The plaintiff bases her action on the contention that this payment of $25 was a part payment on the entire debt represented by the five notes which together with his promises to pay under the circumstances took the debt out of the statute of limitations and gave it new life because of this new contract. Her theory seems to be that this payment was not to be credited to any one note but that the new promise was made with reference to the entire indebtedness and the payment made on account of it.

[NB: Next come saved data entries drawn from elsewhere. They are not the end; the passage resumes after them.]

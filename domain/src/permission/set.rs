//! Permission vectors and rule results.

use super::context::PermissionAction;
use serde::{Deserialize, Serialize};
use std::collections::BTreeMap;

/// The seven capabilities a caller may hold on a conversation.
///
/// Every field defaults to `false`.
#[derive(Debug, Clone, Copy, PartialEq, Eq, Default, Serialize, Deserialize)]
#[serde(default)]
pub struct PermissionSet {
    pub can_view: bool,
    pub can_add_message: bool,
    pub can_join: bool,
    pub can_close: bool,
    pub can_add_participant: bool,
    pub can_remove_participant: bool,
    pub can_delete: bool,
}

impl PermissionSet {
    /// Whether this set grants `action`.
    ///
    /// [`PermissionAction::Evaluate`] asks for no specific capability and is
    /// granted when anything at all is.
    pub fn allows(&self, action: PermissionAction) -> bool {
        match action {
            PermissionAction::View => self.can_view,
            PermissionAction::AddMessage => self.can_add_message,
            PermissionAction::Join => self.can_join,
            PermissionAction::Close => self.can_close,
            PermissionAction::AddParticipant => self.can_add_participant,
            PermissionAction::RemoveParticipant => self.can_remove_participant,
            PermissionAction::Delete => self.can_delete,
            PermissionAction::Evaluate => self.any(),
        }
    }

    pub fn any(&self) -> bool {
        self.can_view
            || self.can_add_message
            || self.can_join
            || self.can_close
            || self.can_add_participant
            || self.can_remove_participant
            || self.can_delete
    }

    /// OR every asserted field of `grant` into this set.
    ///
    /// An asserted `false` is a no-op: once a field is `true` it stays `true`.
    pub fn absorb(&mut self, grant: &PermissionGrant) {
        fn or(field: &mut bool, asserted: Option<bool>) {
            if asserted == Some(true) {
                *field = true;
            }
        }

        or(&mut self.can_view, grant.can_view);
        or(&mut self.can_add_message, grant.can_add_message);
        or(&mut self.can_join, grant.can_join);
        or(&mut self.can_close, grant.can_close);
        or(&mut self.can_add_participant, grant.can_add_participant);
        or(&mut self.can_remove_participant, grant.can_remove_participant);
        or(&mut self.can_delete, grant.can_delete);
    }
}

/// Partial permission assertions returned by a single rule.
///
/// `None` means the rule has no opinion on that field.
#[derive(Debug, Clone, Copy, PartialEq, Eq, Default, Serialize, Deserialize)]
#[serde(default)]
pub struct PermissionGrant {
    #[serde(skip_serializing_if = "Option::is_none")]
    pub can_view: Option<bool>,
    #[serde(skip_serializing_if = "Option::is_none")]
    pub can_add_message: Option<bool>,
    #[serde(skip_serializing_if = "Option::is_none")]
    pub can_join: Option<bool>,
    #[serde(skip_serializing_if = "Option::is_none")]
    pub can_close: Option<bool>,
    #[serde(skip_serializing_if = "Option::is_none")]
    pub can_add_participant: Option<bool>,
    #[serde(skip_serializing_if = "Option::is_none")]
    pub can_remove_participant: Option<bool>,
    #[serde(skip_serializing_if = "Option::is_none")]
    pub can_delete: Option<bool>,
}

impl PermissionGrant {
    /// Whether any field is asserted `true`.
    pub fn grants_anything(&self) -> bool {
        [
            self.can_view,
            self.can_add_message,
            self.can_join,
            self.can_close,
            self.can_add_participant,
            self.can_remove_participant,
            self.can_delete,
        ]
        .contains(&Some(true))
    }
}

/// What one rule reports for one context.
#[derive(Debug, Clone, PartialEq, Default)]
pub struct RuleOutcome {
    pub allowed: bool,
    pub reason: Option<String>,
    pub grant: PermissionGrant,
    pub constraints: BTreeMap<String, serde_json::Value>,
}

impl RuleOutcome {
    /// An outcome with no assertions.
    pub fn abstain() -> Self {
        Self::default()
    }

    /// An outcome carrying `grant`; `allowed` follows whether it grants anything.
    pub fn from_grant(grant: PermissionGrant) -> Self {
        Self {
            allowed: grant.grants_anything(),
            grant,
            ..Self::default()
        }
    }

    pub fn with_reason(mut self, reason: impl Into<String>) -> Self {
        self.reason = Some(reason.into());
        self
    }

    pub fn with_constraint(mut self, key: impl Into<String>, value: serde_json::Value) -> Self {
        self.constraints.insert(key.into(), value);
        self
    }
}

/// The merged decision for one request.
#[derive(Debug, Clone, PartialEq, Default, Serialize, Deserialize)]
pub struct PermissionResult {
    pub allowed: bool,
    #[serde(default, skip_serializing_if = "Option::is_none")]
    pub reason: Option<String>,
    pub permissions: PermissionSet,
    #[serde(default, skip_serializing_if = "Option::is_none")]
    pub constraints: Option<BTreeMap<String, serde_json::Value>>,
}

impl PermissionResult {
    /// All-false, not allowed, no reason, no constraints.
    pub fn denied() -> Self {
        Self::default()
    }

    /// Fold one rule outcome into this result.
    pub fn merge(&mut self, outcome: RuleOutcome) {
        self.permissions.absorb(&outcome.grant);
        self.allowed |= outcome.allowed;

        if self.reason.is_none()
            && let Some(reason) = outcome.reason.filter(|r| !r.is_empty())
        {
            self.reason = Some(reason);
        }

        if !outcome.constraints.is_empty() {
            self.constraints
                .get_or_insert_with(BTreeMap::new)
                .extend(outcome.constraints);
        }
    }
}
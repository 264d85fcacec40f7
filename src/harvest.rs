//! Token-authenticated client for the Harvest API.
//!
//! Harvest is the full recruiting data set: candidates, applications, jobs,
//! scorecards, interviews, offers, users, sources, plus the candidate write
//! operations. Every call performs exactly one round trip and records the
//! server-reported rate-limit headers on the client.

use std::sync::Mutex;

use reqwest::{header, Client, RequestBuilder};
use serde::Serialize;
use serde_json::Value;
use tracing::{debug, instrument};

use crate::auth::Auth;
use crate::config::Config;
use crate::error::{ApiError, Result};
use crate::http::{decode_body, path_id, permitted_options};
use crate::rate_limit::RateLimit;
use crate::types::Attachment;

/// Base URL for the Harvest API.
pub const HARVEST_URL: &str = "https://harvest.greenhouse.io/v1";

/// Header carrying the acting user id on write calls, for audit attribution.
const ON_BEHALF_OF_HEADER: &str = "On-Behalf-Of";

/// Client for the Harvest API.
///
/// Construct one per session with [`HarvestClient::new`] or
/// [`HarvestClient::from_config`]. Methods return the decoded JSON body as a
/// [`serde_json::Value`], lists as arrays and single resources as objects,
/// without imposing any schema.
#[derive(Debug)]
pub struct HarvestClient {
    /// The HTTP client.
    client: Client,
    /// Base URL, overridable for tests.
    base_url: String,
    /// Basic-auth credentials.
    auth: Auth,
    /// Rate-limit state from the most recent call.
    rate_limit: Mutex<RateLimit>,
}

impl HarvestClient {
    /// Create a client with an explicit API token.
    pub fn new(api_token: &str) -> Result<Self> {
        Self::with_base_url(api_token, HARVEST_URL)
    }

    /// Create a client from a [`Config`], falling back to the
    /// `GREENHOUSE_API_TOKEN` environment variable for the token.
    ///
    /// # Errors
    ///
    /// Returns [`ApiError::MissingToken`] when neither the config nor the
    /// environment provides a token.
    pub fn from_config(config: &Config) -> Result<Self> {
        let api_token = config.resolve_api_token().ok_or(ApiError::MissingToken)?;
        Self::new(&api_token)
    }

    /// Create a client against a non-default base URL.
    ///
    /// Intended for tests that point the client at a local server.
    pub fn with_base_url(api_token: &str, base_url: &str) -> Result<Self> {
        Ok(Self {
            client: Client::builder().build()?,
            base_url: base_url.trim_end_matches('/').to_string(),
            auth: Auth::new(api_token),
            rate_limit: Mutex::new(RateLimit::default()),
        })
    }

    /// The configured API token.
    pub fn api_token(&self) -> &str {
        self.auth.api_token()
    }

    /// The base URL requests are issued against.
    pub fn base_url(&self) -> &str {
        &self.base_url
    }

    /// Rate-limit state recorded from the most recent call.
    ///
    /// Values persist until the next response that carries the headers; see
    /// [`RateLimit`].
    pub fn rate_limit(&self) -> RateLimit {
        self.lock_rate_limit().clone()
    }

    /// List offices, or fetch one by id.
    pub async fn offices(&self, id: Option<u64>, options: &[(&str, &str)]) -> Result<Value> {
        self.get(&path_id("/offices", id), options).await
    }

    /// List departments, or fetch one by id.
    pub async fn departments(&self, id: Option<u64>, options: &[(&str, &str)]) -> Result<Value> {
        self.get(&path_id("/departments", id), options).await
    }

    /// List candidates, or fetch one by id.
    pub async fn candidates(&self, id: Option<u64>, options: &[(&str, &str)]) -> Result<Value> {
        self.get(&path_id("/candidates", id), options).await
    }

    /// Fetch a candidate's activity feed.
    pub async fn activity_feed(
        &self,
        candidate_id: u64,
        options: &[(&str, &str)],
    ) -> Result<Value> {
        self.get(&format!("/candidates/{}/activity_feed", candidate_id), options)
            .await
    }

    /// List applications, or fetch one by id.
    ///
    /// Pass `("job_id", ..)` in `options` to filter by job.
    pub async fn applications(&self, id: Option<u64>, options: &[(&str, &str)]) -> Result<Value> {
        self.get(&path_id("/applications", id), options).await
    }

    /// Fetch the scorecards for an application.
    pub async fn scorecards(
        &self,
        application_id: u64,
        options: &[(&str, &str)],
    ) -> Result<Value> {
        self.get(
            &format!("/scorecards/for_application/{}", application_id),
            options,
        )
        .await
    }

    /// List scorecards across all applications.
    pub async fn all_scorecards(&self, options: &[(&str, &str)]) -> Result<Value> {
        self.get("/scorecards", options).await
    }

    /// List scheduled interviews, or fetch one by id.
    pub async fn scheduled_interviews(
        &self,
        id: Option<u64>,
        options: &[(&str, &str)],
    ) -> Result<Value> {
        self.get(&path_id("/interviews", id), options).await
    }

    /// List jobs, or fetch one by id.
    pub async fn jobs(&self, id: Option<u64>, options: &[(&str, &str)]) -> Result<Value> {
        self.get(&path_id("/jobs", id), options).await
    }

    /// Fetch the stages of a job.
    pub async fn job_stages(&self, job_id: u64, options: &[(&str, &str)]) -> Result<Value> {
        self.get(&format!("/jobs/{}/stages", job_id), options).await
    }

    /// Fetch the job post of a job.
    pub async fn job_post(&self, job_id: u64, options: &[(&str, &str)]) -> Result<Value> {
        self.get(&format!("/jobs/{}/job_post", job_id), options).await
    }

    /// List users, or fetch one by id.
    pub async fn users(&self, id: Option<u64>, options: &[(&str, &str)]) -> Result<Value> {
        self.get(&path_id("/users", id), options).await
    }

    /// List sources, or fetch one by id.
    pub async fn sources(&self, id: Option<u64>, options: &[(&str, &str)]) -> Result<Value> {
        self.get(&path_id("/sources", id), options).await
    }

    /// List offers, or fetch one by id.
    pub async fn offers(&self, id: Option<u64>, options: &[(&str, &str)]) -> Result<Value> {
        self.get(&path_id("/offers", id), options).await
    }

    /// List the offers made to an application.
    pub async fn offers_for_application(
        &self,
        application_id: u64,
        options: &[(&str, &str)],
    ) -> Result<Value> {
        self.get(&format!("/applications/{}/offers", application_id), options)
            .await
    }

    /// Fetch the current offer for an application.
    pub async fn current_offer_for_application(
        &self,
        application_id: u64,
        options: &[(&str, &str)],
    ) -> Result<Value> {
        self.get(
            &format!("/applications/{}/offers/current_offer", application_id),
            options,
        )
        .await
    }

    /// Update a candidate's tags or fields.
    ///
    /// `patch` is sent as the JSON body unchanged; Greenhouse validates it
    /// server-side. `on_behalf_of` is the acting user recorded for audit.
    pub async fn edit_candidate(
        &self,
        id: u64,
        patch: &Value,
        on_behalf_of: u64,
    ) -> Result<Value> {
        self.patch(&format!("/candidates/{}", id), patch, on_behalf_of)
            .await
    }

    /// Attach a file to a candidate.
    pub async fn add_attachment_to_candidate(
        &self,
        id: u64,
        attachment: &Attachment,
        on_behalf_of: u64,
    ) -> Result<Value> {
        self.post(&format!("/candidates/{}/attachments", id), attachment, on_behalf_of)
            .await
    }

    /// Create a note on a candidate's activity feed.
    ///
    /// `note` carries `user_id`, `message` and `visibility`; missing or
    /// invalid fields surface as a 4xx [`ApiError::Api`] from the server.
    pub async fn create_candidate_note(
        &self,
        candidate_id: u64,
        note: &Value,
        on_behalf_of: u64,
    ) -> Result<Value> {
        self.post(
            &format!("/candidates/{}/activity_feed/notes", candidate_id),
            note,
            on_behalf_of,
        )
        .await
    }

    #[instrument(skip(self, options), fields(path = %path))]
    async fn get(&self, path: &str, options: &[(&str, &str)]) -> Result<Value> {
        let query = permitted_options(options);
        let request = self
            .client
            .get(format!("{}{}", self.base_url, path))
            .query(&query);
        self.dispatch(request).await
    }

    #[instrument(skip(self, body), fields(path = %path))]
    async fn post<T: Serialize + ?Sized>(
        &self,
        path: &str,
        body: &T,
        on_behalf_of: u64,
    ) -> Result<Value> {
        let request = self
            .client
            .post(format!("{}{}", self.base_url, path))
            .header(ON_BEHALF_OF_HEADER, on_behalf_of.to_string())
            .json(body);
        self.dispatch(request).await
    }

    #[instrument(skip(self, body), fields(path = %path))]
    async fn patch<T: Serialize + ?Sized>(
        &self,
        path: &str,
        body: &T,
        on_behalf_of: u64,
    ) -> Result<Value> {
        let request = self
            .client
            .patch(format!("{}{}", self.base_url, path))
            .header(ON_BEHALF_OF_HEADER, on_behalf_of.to_string())
            .json(body);
        self.dispatch(request).await
    }

    /// Send a request and decode the response.
    ///
    /// Rate-limit headers are recorded whether or not the call succeeded, so
    /// the last server report stays visible after a failure.
    async fn dispatch(&self, request: RequestBuilder) -> Result<Value> {
        let response = request
            .header(header::AUTHORIZATION, self.auth.header_value())
            .send()
            .await?;

        self.lock_rate_limit().update(response.headers());

        let status = response.status();
        debug!(%status, "Harvest response received");

        let body = response.bytes().await?;
        decode_body(status, &body)
    }

    fn lock_rate_limit(&self) -> std::sync::MutexGuard<'_, RateLimit> {
        self.rate_limit
            .lock()
            .unwrap_or_else(|poisoned| poisoned.into_inner())
    }
}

To constitute a promise to pay sufficient to remove the bar of the statute of limitations the promise must be unconditional and unqualified. Parker v. Butterworth, 46 N.J.L. 244; Bassett v. Christensen, 127 Id. 259. Tested by this well settled rule we find no proofs of any unqualified promise to pay. The only definite proof is found in the defendant's letter of March 7th, 1940, in which he promised "to send you more as and when I can." This clearly is not an unconditional promise to pay.
It follows that the ruling of the trial court in granting a nonsuit was right. The judgment is affirmed, with costs.
For affirmance -- THE CHANCELLOR, CASE, BODINE, PERSKIE, PORTER, COLIE, WELLS, RAFFERTY, THOMPSON, JJ. 9.
For reversal -- THE CHIEF JUSTICE, PARKER, DONGES, HEHER, DEAR, HAGUE, JJ. 6.